Data for this task:
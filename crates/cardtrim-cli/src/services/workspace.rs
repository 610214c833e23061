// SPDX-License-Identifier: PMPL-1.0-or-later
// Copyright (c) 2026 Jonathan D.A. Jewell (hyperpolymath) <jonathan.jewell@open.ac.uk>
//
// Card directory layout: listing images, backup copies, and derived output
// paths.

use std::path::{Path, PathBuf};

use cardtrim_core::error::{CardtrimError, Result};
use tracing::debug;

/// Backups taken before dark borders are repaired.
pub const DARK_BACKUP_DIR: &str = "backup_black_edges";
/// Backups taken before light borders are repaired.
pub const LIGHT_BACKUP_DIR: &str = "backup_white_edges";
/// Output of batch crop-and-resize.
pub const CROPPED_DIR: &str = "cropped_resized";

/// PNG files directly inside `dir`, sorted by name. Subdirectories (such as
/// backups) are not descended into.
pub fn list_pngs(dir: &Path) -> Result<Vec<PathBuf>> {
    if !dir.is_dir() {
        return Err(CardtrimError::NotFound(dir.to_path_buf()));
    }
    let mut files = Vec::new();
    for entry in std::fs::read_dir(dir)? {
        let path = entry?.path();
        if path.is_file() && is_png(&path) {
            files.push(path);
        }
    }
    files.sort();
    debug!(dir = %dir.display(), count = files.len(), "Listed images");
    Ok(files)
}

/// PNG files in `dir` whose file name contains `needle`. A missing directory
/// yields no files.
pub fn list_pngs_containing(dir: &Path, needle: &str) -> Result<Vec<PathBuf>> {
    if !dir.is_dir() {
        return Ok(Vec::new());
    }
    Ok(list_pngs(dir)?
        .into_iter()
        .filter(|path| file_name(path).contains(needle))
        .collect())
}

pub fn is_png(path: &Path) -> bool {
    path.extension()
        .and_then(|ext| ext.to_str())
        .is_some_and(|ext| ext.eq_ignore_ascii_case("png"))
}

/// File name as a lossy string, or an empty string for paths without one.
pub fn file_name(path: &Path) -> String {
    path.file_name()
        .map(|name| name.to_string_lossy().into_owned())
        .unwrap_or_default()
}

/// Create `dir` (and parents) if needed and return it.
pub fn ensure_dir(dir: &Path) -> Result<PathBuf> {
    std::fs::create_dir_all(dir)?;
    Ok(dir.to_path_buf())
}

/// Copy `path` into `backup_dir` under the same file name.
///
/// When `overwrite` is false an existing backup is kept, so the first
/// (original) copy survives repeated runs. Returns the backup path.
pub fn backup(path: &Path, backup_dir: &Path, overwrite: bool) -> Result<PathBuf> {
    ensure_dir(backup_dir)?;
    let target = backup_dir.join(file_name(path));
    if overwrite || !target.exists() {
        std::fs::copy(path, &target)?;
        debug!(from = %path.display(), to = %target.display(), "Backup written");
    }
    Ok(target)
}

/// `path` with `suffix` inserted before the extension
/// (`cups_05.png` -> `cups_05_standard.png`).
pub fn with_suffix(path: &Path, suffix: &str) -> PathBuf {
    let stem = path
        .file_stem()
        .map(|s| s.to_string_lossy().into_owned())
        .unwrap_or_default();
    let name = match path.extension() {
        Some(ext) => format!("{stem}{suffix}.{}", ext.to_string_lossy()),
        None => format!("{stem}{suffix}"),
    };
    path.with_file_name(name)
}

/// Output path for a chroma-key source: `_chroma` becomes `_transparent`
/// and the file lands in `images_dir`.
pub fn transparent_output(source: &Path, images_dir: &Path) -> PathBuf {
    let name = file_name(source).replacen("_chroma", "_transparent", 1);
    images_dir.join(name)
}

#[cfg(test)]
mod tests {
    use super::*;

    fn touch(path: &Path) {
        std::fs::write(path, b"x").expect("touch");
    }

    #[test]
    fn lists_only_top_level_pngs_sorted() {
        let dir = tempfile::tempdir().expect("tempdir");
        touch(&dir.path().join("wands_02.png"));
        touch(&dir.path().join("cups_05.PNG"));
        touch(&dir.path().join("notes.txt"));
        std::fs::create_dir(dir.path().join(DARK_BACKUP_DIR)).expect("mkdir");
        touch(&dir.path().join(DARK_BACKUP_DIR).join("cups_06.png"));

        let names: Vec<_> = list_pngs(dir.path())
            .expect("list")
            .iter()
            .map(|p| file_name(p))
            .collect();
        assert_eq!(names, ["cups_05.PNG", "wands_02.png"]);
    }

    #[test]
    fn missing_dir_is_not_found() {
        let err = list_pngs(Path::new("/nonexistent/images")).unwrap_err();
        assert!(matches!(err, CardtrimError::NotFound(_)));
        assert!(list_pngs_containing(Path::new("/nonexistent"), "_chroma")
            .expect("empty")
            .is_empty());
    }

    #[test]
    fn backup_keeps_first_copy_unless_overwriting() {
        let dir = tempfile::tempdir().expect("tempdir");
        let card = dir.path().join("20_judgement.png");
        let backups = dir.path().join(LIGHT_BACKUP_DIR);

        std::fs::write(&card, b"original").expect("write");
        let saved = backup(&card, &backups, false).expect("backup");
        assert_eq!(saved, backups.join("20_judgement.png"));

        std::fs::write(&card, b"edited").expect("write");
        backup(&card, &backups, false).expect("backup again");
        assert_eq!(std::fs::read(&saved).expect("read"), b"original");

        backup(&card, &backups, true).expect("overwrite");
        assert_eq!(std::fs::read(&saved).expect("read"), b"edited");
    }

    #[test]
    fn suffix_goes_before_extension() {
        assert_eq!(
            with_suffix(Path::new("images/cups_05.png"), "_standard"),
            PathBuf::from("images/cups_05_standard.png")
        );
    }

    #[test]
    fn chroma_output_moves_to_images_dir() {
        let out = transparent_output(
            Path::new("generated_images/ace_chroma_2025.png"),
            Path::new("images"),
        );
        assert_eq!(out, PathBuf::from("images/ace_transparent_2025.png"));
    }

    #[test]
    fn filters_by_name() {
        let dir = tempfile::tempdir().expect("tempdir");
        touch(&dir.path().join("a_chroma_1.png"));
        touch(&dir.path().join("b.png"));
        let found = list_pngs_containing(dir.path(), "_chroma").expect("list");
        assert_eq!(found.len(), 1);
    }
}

...

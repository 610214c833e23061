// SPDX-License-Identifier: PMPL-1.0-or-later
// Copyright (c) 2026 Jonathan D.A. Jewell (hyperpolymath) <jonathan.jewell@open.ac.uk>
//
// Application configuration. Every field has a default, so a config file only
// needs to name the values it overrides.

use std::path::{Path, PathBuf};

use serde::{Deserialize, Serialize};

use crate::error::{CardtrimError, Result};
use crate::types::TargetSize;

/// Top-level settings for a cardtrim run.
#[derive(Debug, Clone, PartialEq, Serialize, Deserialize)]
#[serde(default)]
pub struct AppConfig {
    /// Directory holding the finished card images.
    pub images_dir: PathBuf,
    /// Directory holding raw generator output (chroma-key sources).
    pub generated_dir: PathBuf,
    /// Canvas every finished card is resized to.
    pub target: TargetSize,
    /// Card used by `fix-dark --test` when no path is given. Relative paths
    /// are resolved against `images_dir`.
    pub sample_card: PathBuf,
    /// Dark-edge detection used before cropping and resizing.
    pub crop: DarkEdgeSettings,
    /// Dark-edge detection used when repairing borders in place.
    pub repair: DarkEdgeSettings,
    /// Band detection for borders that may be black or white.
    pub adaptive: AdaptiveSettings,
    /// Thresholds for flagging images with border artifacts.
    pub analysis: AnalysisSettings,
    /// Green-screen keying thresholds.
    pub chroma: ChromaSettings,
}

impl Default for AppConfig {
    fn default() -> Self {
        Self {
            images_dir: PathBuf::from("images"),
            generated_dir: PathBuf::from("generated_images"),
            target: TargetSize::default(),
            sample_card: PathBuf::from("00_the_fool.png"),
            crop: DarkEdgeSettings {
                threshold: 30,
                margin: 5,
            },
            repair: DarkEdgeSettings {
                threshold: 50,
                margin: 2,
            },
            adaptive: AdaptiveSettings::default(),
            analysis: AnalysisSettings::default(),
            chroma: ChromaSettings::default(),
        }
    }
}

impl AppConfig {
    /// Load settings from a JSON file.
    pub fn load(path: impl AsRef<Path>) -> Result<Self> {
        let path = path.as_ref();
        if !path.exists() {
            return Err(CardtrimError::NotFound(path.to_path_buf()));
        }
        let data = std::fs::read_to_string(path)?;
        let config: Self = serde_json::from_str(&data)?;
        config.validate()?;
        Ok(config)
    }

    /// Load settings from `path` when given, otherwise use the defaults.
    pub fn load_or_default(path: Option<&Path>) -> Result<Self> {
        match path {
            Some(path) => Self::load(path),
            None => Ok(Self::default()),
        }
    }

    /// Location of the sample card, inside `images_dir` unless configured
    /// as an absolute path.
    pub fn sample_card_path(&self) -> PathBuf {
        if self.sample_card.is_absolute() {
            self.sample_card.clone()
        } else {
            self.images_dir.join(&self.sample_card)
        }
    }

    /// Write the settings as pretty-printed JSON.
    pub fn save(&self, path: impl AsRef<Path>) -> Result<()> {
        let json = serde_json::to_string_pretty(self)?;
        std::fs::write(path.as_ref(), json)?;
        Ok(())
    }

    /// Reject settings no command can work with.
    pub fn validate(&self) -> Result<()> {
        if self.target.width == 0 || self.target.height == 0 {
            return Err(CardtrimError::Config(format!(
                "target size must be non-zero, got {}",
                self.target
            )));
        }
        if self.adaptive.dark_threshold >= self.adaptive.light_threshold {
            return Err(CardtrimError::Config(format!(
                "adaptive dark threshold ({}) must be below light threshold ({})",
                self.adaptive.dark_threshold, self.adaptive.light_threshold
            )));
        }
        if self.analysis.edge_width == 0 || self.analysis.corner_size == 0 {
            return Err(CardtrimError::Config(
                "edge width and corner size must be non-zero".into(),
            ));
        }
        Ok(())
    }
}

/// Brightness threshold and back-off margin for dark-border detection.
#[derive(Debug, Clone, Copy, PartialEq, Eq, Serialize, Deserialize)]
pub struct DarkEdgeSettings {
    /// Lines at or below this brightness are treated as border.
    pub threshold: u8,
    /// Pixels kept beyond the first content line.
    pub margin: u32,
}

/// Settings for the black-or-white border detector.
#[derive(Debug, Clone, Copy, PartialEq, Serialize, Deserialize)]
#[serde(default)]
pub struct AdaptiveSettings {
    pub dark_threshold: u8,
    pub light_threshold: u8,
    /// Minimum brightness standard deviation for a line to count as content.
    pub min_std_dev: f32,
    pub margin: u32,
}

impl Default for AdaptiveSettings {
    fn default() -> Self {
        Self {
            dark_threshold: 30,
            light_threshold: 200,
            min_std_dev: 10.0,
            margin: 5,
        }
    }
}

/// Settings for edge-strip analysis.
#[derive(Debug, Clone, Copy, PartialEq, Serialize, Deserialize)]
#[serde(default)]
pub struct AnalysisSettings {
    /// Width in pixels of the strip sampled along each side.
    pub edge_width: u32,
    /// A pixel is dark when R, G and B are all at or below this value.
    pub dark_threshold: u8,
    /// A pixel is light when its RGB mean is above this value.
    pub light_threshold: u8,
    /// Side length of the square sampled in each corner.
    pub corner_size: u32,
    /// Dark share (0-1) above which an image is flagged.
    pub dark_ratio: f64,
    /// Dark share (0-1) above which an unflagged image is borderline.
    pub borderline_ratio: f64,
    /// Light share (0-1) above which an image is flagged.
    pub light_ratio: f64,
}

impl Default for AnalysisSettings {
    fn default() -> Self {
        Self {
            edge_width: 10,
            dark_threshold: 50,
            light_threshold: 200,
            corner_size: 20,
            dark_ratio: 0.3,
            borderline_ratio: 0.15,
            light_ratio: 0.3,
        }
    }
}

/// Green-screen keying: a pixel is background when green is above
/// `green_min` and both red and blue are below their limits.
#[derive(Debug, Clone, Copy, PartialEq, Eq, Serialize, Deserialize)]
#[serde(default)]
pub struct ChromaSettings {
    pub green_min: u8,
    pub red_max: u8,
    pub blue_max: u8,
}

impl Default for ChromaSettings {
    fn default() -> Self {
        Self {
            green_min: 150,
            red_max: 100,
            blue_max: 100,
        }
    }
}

* * *

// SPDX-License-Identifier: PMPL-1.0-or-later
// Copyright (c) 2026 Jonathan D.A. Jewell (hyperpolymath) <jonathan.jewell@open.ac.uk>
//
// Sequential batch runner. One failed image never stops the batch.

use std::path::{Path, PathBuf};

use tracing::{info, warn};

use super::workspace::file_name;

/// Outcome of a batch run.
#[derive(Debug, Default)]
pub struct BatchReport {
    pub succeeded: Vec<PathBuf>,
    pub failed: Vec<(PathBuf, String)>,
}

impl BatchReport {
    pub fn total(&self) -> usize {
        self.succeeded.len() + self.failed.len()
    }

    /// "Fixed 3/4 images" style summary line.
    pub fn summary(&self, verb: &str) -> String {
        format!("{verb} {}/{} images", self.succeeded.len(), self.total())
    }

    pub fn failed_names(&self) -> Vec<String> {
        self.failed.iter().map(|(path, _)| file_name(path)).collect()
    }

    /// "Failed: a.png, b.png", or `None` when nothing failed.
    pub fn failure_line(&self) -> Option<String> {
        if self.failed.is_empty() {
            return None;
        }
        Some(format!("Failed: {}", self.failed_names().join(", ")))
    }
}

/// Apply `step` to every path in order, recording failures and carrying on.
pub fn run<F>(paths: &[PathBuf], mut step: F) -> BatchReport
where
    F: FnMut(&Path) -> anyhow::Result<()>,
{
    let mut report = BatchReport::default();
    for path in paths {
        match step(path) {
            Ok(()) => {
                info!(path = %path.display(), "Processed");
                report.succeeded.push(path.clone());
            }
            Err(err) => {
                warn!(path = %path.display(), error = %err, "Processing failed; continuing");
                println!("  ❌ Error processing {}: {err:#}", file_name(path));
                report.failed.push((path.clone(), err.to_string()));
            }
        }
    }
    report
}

Your objective:
The string to find is "zero"; copy every line of the listing that has it.

Finished exercise:
                "target size must be non-zero, got {}",
                "edge width and corner size must be non-zero".into(),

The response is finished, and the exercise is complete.